Nükleer enerji yatırımları için oluşturulan Nükleer Sanayi Kümelenmesi’nin (NÜKSAK) bu anlamda özgün bir örnek olduğunu söyleyen Devrim, “2022 yılı itibarıyla tüm dünyada 95 milyon ton hidrojen tüketildi. Bu tüketim 2030 yılında 150 milyon tona, 2050 yılında ise en iyimser tahminle 540 milyon tona yükselecek. Yeşil hidrojen üretebileceğimiz elektrolizör kurulu güç kapasitemizin 2030 yılında 2 bin MW’a, 2035 yılında 5 bin MW’a ve 2053 yılında 70 bin MW'a ulaşmasını hedefliyoruz. Bu hedefler önümüzdeki 30 yılda yeşil hidrojene elektrolizör ve depolama sistemleri için yaklaşık 100 milyar euro yatırım yapılması anlamına geliyor. Bu yatırımın ülkemizde konuşlu şirketler tarafından gerçekleştirilmesi, kaynak olarak sadece suyu kullanacak, emisyonu da sadece su olacak bir yerli enerji kaynağını, yerli üretimle yapmamız anlamına geliyor. Bu büyük hedefler için kamu otoritelerimizin de yer alacağı bir yeşil hidrojen kümesi kurmamız gereklilik olarak öne çıkıyor” dedi.

Dünyada üretilen hidrojenin yüzde 4’ü yeşil

Dünyada yıllık 95 milyon ton hidrojen üretilirken, bu üretimin sadece yüzde 4’ü yeşil hidrojen sınıfına giriyor ve yenilenebilir kaynaklardan üretiliyor.
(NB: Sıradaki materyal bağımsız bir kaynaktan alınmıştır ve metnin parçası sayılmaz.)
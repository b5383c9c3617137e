//! Shared fixtures for the access engine integration tests.
//!
//! The fixture hierarchy:
//!
//! ```text
//! bureau
//! └── r1
//!     ├── z1
//!     │   ├── w1
//!     │   │   └── k1
//!     │   │       └── s1
//!     │   └── w2
//!     │       └── s2
//!     └── z2
//!         └── w3
//!             └── s3
//! ```

#![allow(dead_code)]

use bureau_access::filter::TenantTagged;
use bureau_access::permission::{Action, ModuleCapabilities, Permission, PermissionRegistry, Scope};
use bureau_access::role::{Role, RoleCatalog};
use bureau_access::session::Session;
use bureau_access::tenant::{TenantHierarchy, TenantId, TenantNode, TenantType};

/// Builds the fixture hierarchy.
pub fn bureau_hierarchy() -> TenantHierarchy {
    let node = |id: &str, tenant_type: TenantType, parent: Option<&str>| {
        TenantNode::new(id, tenant_type, id.to_uppercase(), parent.map(TenantId::new))
    };
    TenantHierarchy::from_nodes(vec![
        node("bureau", TenantType::Bureau, None),
        node("r1", TenantType::Region, Some("bureau")),
        node("z1", TenantType::Zone, Some("r1")),
        node("z2", TenantType::Zone, Some("r1")),
        node("w1", TenantType::Woreda, Some("z1")),
        node("w2", TenantType::Woreda, Some("z1")),
        node("w3", TenantType::Woreda, Some("z2")),
        node("k1", TenantType::Kebele, Some("w1")),
        node("s1", TenantType::Institution, Some("k1")),
        node("s2", TenantType::Institution, Some("w2")),
        node("s3", TenantType::Institution, Some("w3")),
    ])
    .expect("fixture hierarchy is valid")
}

/// Module capabilities used across the tests.
pub fn permission_registry() -> PermissionRegistry {
    let every_scope = [Scope::Own, Scope::Children, Scope::All];
    PermissionRegistry::new()
        .with_module(
            ModuleCapabilities::new("hr")
                .action(Action::View, every_scope)
                .action(Action::Edit, every_scope)
                .action(Action::Approve, every_scope),
        )
        .with_module(
            ModuleCapabilities::new("students")
                .action(Action::View, every_scope)
                .action(Action::Create, [Scope::Own])
                .action(Action::Export, every_scope),
        )
        .with_module(ModuleCapabilities::new("finance").action(Action::View, every_scope))
}

/// A role catalog over [`permission_registry`].
pub fn role_catalog() -> RoleCatalog {
    RoleCatalog::new(permission_registry())
}

/// A session holding one built-in role with extra grants.
pub fn session_with(
    role: &str,
    tenant_id: &str,
    tenant_type: TenantType,
    grants: Vec<Permission>,
) -> Session {
    Session::builder()
        .id(format!("user-{}", tenant_id))
        .email(format!("{}@bureau.example", tenant_id))
        .role(
            Role::builtin(role)
                .expect("built-in role")
                .with_permissions(grants),
        )
        .tenant(tenant_id, tenant_type, tenant_id.to_uppercase())
        .build()
        .expect("fixture session is valid")
}

/// A record owned by a tenant, as returned by a list endpoint.
#[derive(Debug, Clone, PartialEq)]
pub struct Record {
    pub label: String,
    pub tenant: Option<TenantId>,
}

impl TenantTagged for Record {
    fn tenant_tag(&self) -> Option<&TenantId> {
        self.tenant.as_ref()
    }
}

/// One record per fixture node, labelled with the node id.
pub fn record_per_tenant(hierarchy_ids: &[&str]) -> Vec<Record> {
    hierarchy_ids
        .iter()
        .map(|id| Record {
            label: id.to_string(),
            tenant: Some(TenantId::new(*id)),
        })
        .collect()
}

/// Labels of the kept records, in input order.
pub fn labels(records: &[&Record]) -> Vec<String> {
    records.iter().map(|r| r.label.clone()).collect()
}
//! Bureau access inspector.
//!
//! Loads an access catalog and a session document and prints the decisions
//! the console would make for that session as JSON.

mod commands;
mod config;

use clap::Parser;
use tracing::info;

use crate::commands::Workspace;
use crate::config::CliConfig;

/// Initializes the tracing subscriber for logging.
///
/// `RUST_LOG` takes precedence over `level`. Logs go to stderr so that
/// stdout carries only the JSON report.
fn init_logging(level: &str) {
    use tracing_subscriber::{EnvFilter, fmt, prelude::*};

    let filter = EnvFilter::try_from_default_env()
        .unwrap_or_else(|_| EnvFilter::new(format!("bureau_access={},bureau={}", level, level)));

    tracing_subscriber::registry()
        .with(fmt::layer().with_writer(std::io::stderr))
        .with(filter)
        .init();
}

fn main() -> anyhow::Result<()> {
    let config = CliConfig::parse();
    init_logging(&config.log_level);

    if let Err(errors) = config.validate() {
        for error in &errors {
            eprintln!("Configuration error: {}", error);
        }
        std::process::exit(1);
    }

    let workspace = Workspace::load(&config)?;
    info!(
        command = ?config.command,
        session_id = %workspace.session().id(),
        "Running command"
    );

    let report = commands::run(&config.command, &workspace)?;
    let output = if config.pretty {
        serde_json::to_string_pretty(&report)?
    } else {
        serde_json::to_string(&report)?
    };
    println!("{}", output);
    Ok(())
}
Üretimin kalan yüzde 48’i doğalgaz, yüzde 30’u petrol, yüzde 18’i ise kömür kaynak kullanılarak gerçekleşiyor. Türkiye’nin ulusal hedefleri arasında yeşil hidrojen üretim maliyetini 2035 yılında 2,4 USD/kgH2 ve 2053'e kadar 1,2 USD/kgH2 altına düşürmek yer alıyor.